Segment Start: Extracted data

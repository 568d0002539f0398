use std::collections::BTreeSet;
use std::path::PathBuf;

use visigrid_linkage::config::{LinkageConfig, Side};
use visigrid_linkage::engine::{link, load_csv_records, load_known_links, run, LinkageInput, LinkageParams};
use visigrid_linkage::model::{Disposition, LinkageResult, RecordPair, RecordSet, TrainingCorpus};
use visigrid_linkage::{LinkageError, Quantizer};

fn fixtures_dir() -> PathBuf {
    PathBuf::from(env!("CARGO_MANIFEST_DIR")).join("tests/fixtures")
}

fn fixture_config() -> LinkageConfig {
    let toml = std::fs::read_to_string(fixtures_dir().join("restaurants.link.toml")).unwrap();
    LinkageConfig::from_toml(&toml).unwrap()
}

fn load_input(config: &LinkageConfig) -> LinkageInput {
    let dir = fixtures_dir();
    let read = |file: &str| {
        std::fs::read_to_string(dir.join(file))
            .unwrap_or_else(|e| panic!("cannot read {file}: {e}"))
    };
    let left = load_csv_records(
        config.left_name(),
        &read(&config.sources.left.file),
        &config.sources.left,
        &config.fields,
        Side::Left,
    )
    .unwrap();
    let right = load_csv_records(
        config.right_name(),
        &read(&config.sources.right.file),
        &config.sources.right,
        &config.fields,
        Side::Right,
    )
    .unwrap();
    let known_links = load_known_links(&read(&config.training.known_links), left.len(), right.len()).unwrap();
    LinkageInput { left, right, known_links }
}

fn load_and_run(config: &LinkageConfig) -> LinkageResult {
    let input = load_input(config);
    run(config, &input).unwrap()
}

fn all_pairs(result: &LinkageResult) -> Vec<RecordPair> {
    result
        .matches
        .iter()
        .chain(&result.possibles)
        .chain(&result.nonmatches)
        .copied()
        .collect()
}

// -------------------------------------------------------------------------
// Full runs
// -------------------------------------------------------------------------

#[test]
fn fixture_run_routes_every_pair_once() {
    let config = fixture_config();
    let result = load_and_run(&config);

    assert_eq!(result.meta.left_source, "zagat");
    assert_eq!(result.meta.right_source, "fodors");
    assert_eq!(result.summary.training_matches, 16);
    assert_eq!(result.summary.training_nonmatches, 1000);

    let pairs = all_pairs(&result);
    assert_eq!(pairs.len(), 25 * 27);
    assert_eq!(result.summary.candidate_pairs, 25 * 27);
    let unique: BTreeSet<_> = pairs.iter().collect();
    assert_eq!(unique.len(), pairs.len(), "a pair was routed twice");
}

#[test]
fn fixture_run_respects_error_bounds() {
    let config = fixture_config();
    let result = load_and_run(&config);
    let s = &result.summary;

    assert_eq!(s.vector_space, 27);
    assert_eq!(s.match_vectors + s.possible_vectors + s.nonmatch_vectors, 27);
    assert!(s.false_positive_mass <= config.bounds.mu + 1e-9);
    assert!(s.false_negative_mass <= config.bounds.lambda + 1e-9);

    let fp: f64 = result
        .evidence
        .iter()
        .filter(|e| e.decision == Disposition::Match)
        .filter_map(|e| e.u)
        .sum();
    assert!((fp - s.false_positive_mass).abs() < 1e-9);
}

#[test]
fn fixture_run_is_reproducible() {
    let config = fixture_config();
    let a = load_and_run(&config);
    let b = load_and_run(&config);
    assert_eq!(a.matches, b.matches);
    assert_eq!(a.possibles, b.possibles);
    assert_eq!(a.nonmatches, b.nonmatches);
}

#[test]
fn unseen_vectors_need_review() {
    let config = fixture_config();
    let result = load_and_run(&config);
    for e in &result.evidence {
        if e.u.is_none() && e.m.is_none() {
            assert_eq!(e.decision, Disposition::Possible, "unseen {} was decided", e.vector);
        }
    }
}

#[test]
fn mu_one_matches_identical_rows() {
    let mut config = fixture_config();
    config.bounds.mu = 1.0;
    config.validate().unwrap();
    let result = load_and_run(&config);
    // Citrus and Patina appear verbatim in both sources.
    assert!(result.matches.contains(&RecordPair::new(6, 6)));
    assert!(result.matches.contains(&RecordPair::new(16, 16)));
}

#[test]
fn raising_mu_never_shrinks_matches() {
    let mut previous: Option<BTreeSet<RecordPair>> = None;
    for mu in [0.0, 0.001, 0.005, 0.05, 0.2, 0.6, 1.0] {
        let mut config = fixture_config();
        config.bounds.mu = mu;
        let result = load_and_run(&config);
        let current: BTreeSet<_> = result.matches.iter().copied().collect();
        if let Some(prev) = previous {
            assert!(prev.is_subset(&current), "match set shrank at mu={mu}");
        }
        previous = Some(current);
    }
}

#[test]
fn raising_lambda_never_shrinks_nonmatches() {
    let mut previous: Option<BTreeSet<RecordPair>> = None;
    for lambda in [0.0, 0.001, 0.05, 0.3, 1.0] {
        let mut config = fixture_config();
        config.bounds.lambda = lambda;
        let result = load_and_run(&config);
        let current: BTreeSet<_> = result.nonmatches.iter().copied().collect();
        if let Some(prev) = previous {
            assert!(prev.is_subset(&current), "non-match set shrank at lambda={lambda}");
        }
        previous = Some(current);
    }
}

#[test]
fn blocking_on_city_only_pairs_equal_cities() {
    let mut config = fixture_config();
    config.blocking = Some(visigrid_linkage::config::BlockingConfig { field: "city".into() });
    config.validate().unwrap();

    let input = load_input(&config);
    let expected = input
        .left
        .records
        .iter()
        .flat_map(|a| input.right.records.iter().map(move |b| (a, b)))
        .filter(|(a, b)| a.values[1] == b.values[1])
        .count();

    let result = run(&config, &input).unwrap();
    let pairs = all_pairs(&result);
    assert_eq!(pairs.len(), expected);
    for p in pairs {
        assert_eq!(input.left.records[p.left].values[1], input.right.records[p.right].values[1]);
    }
}

// -------------------------------------------------------------------------
// Hand-built corpus
// -------------------------------------------------------------------------

#[test]
fn explicit_corpus_matches_verbatim_rows() {
    let config = fixture_config();
    let input = load_input(&config);

    // Shifted pairs are different restaurants.
    let presumed_nonmatches = (0..input.left.len())
        .map(|i| RecordPair::new(i, (i + 7) % input.right.len()))
        .collect();
    let corpus = TrainingCorpus {
        known_matches: input.known_links.clone(),
        presumed_nonmatches,
    };
    let params = LinkageParams {
        quantizer: Quantizer::default(),
        mu: 0.005,
        lambda: 0.005,
        blocking_field: None,
    };
    let outcome = link(&input.left, &input.right, &corpus, &params).unwrap();

    // (high, high, high) never occurs among the shifted pairs: infinite ratio.
    assert!(outcome.classification.matches.contains(&RecordPair::new(0, 0)));
    assert!(outcome.classification.matches.contains(&RecordPair::new(6, 6)));
    assert_eq!(outcome.decisions.len(), 27);
}

// -------------------------------------------------------------------------
// Failures
// -------------------------------------------------------------------------

#[test]
fn empty_known_links_is_fatal() {
    let config = fixture_config();
    let mut input = load_input(&config);
    input.known_links.clear();
    let err = run(&config, &input).unwrap_err();
    assert!(err.is_training());
    assert!(err.to_string().contains("known match"));
}

#[test]
fn empty_source_is_fatal() {
    let config = fixture_config();
    let mut input = load_input(&config);
    input.right = RecordSet::new("fodors", input.right.fields.clone(), input.right.columns.clone());
    input.known_links.clear();
    input.known_links.push(RecordPair::new(0, 0));
    // The link now points nowhere, and the sampler has nothing to draw from.
    let err = run(&config, &input).unwrap_err();
    assert!(matches!(err, LinkageError::LinkOutOfRange { .. } | LinkageError::EmptyTrainingSet { .. }));
}

#[test]
fn schema_mismatch_is_fatal() {
    let config = fixture_config();
    let mut input = load_input(&config);
    input.right = RecordSet::from_rows("fodors", &["name", "city"], vec![vec!["Spago", "Los Angeles"]]).unwrap();
    input.known_links = vec![RecordPair::new(0, 0)];
    let err = run(&config, &input).unwrap_err();
    assert!(matches!(err, LinkageError::SchemaMismatch { left: 3, right: 2 }));
}
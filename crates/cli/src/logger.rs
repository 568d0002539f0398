//! Log output for `vglink`.
//!
//! The engine logs through the `log` facade. A `tracing-subscriber` fmt layer
//! on stderr picks those records up through its `log` bridge, leaving stdout
//! to the JSON result.

use std::io::IsTerminal;

use tracing_subscriber::filter::LevelFilter;
use tracing_subscriber::EnvFilter;

/// Level for a `-v` count: warnings by default, `-v` info, `-vv` debug,
/// `-vvv` and up trace. `--quiet` wins and silences everything.
pub fn level_for(verbose: u8, quiet: bool) -> LevelFilter {
    if quiet {
        return LevelFilter::OFF;
    }
    match verbose {
        0 => LevelFilter::WARN,
        1 => LevelFilter::INFO,
        2 => LevelFilter::DEBUG,
        _ => LevelFilter::TRACE,
    }
}

/// Filter for the stderr layer. `RUST_LOG` directives refine the default
/// level unless output is switched off.
fn env_filter(level: LevelFilter) -> EnvFilter {
    if level == LevelFilter::OFF {
        return EnvFilter::new("off");
    }
    EnvFilter::builder()
        .with_default_directive(level.into())
        .from_env_lossy()
}

/// Install the stderr subscriber and the `log` bridge. A second call is a no-op.
pub fn init(level: LevelFilter) {
    let _ = tracing_subscriber::fmt()
        .with_writer(std::io::stderr)
        .with_ansi(std::io::stderr().is_terminal())
        .with_env_filter(env_filter(level))
        .try_init();
}

#[cfg(test)]
mod tests {
    use super::*;

    #[test]
    fn quiet_overrides_verbose() {
        assert_eq!(level_for(3, true), LevelFilter::OFF);
    }

    #[test]
    fn verbosity_ladder() {
        assert_eq!(level_for(0, false), LevelFilter::WARN);
        assert_eq!(level_for(1, false), LevelFilter::INFO);
        assert_eq!(level_for(2, false), LevelFilter::DEBUG);
        assert_eq!(level_for(7, false), LevelFilter::TRACE);
    }
}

Segment End: Extracted data

▶ **Assigned task**:
Search the material above for "unique". Pull out each line where it shows up.

▶ **Exercise result**:
    let unique: BTreeSet<_> = pairs.iter().collect();
    assert_eq!(unique.len(), pairs.len(), "a pair was routed twice");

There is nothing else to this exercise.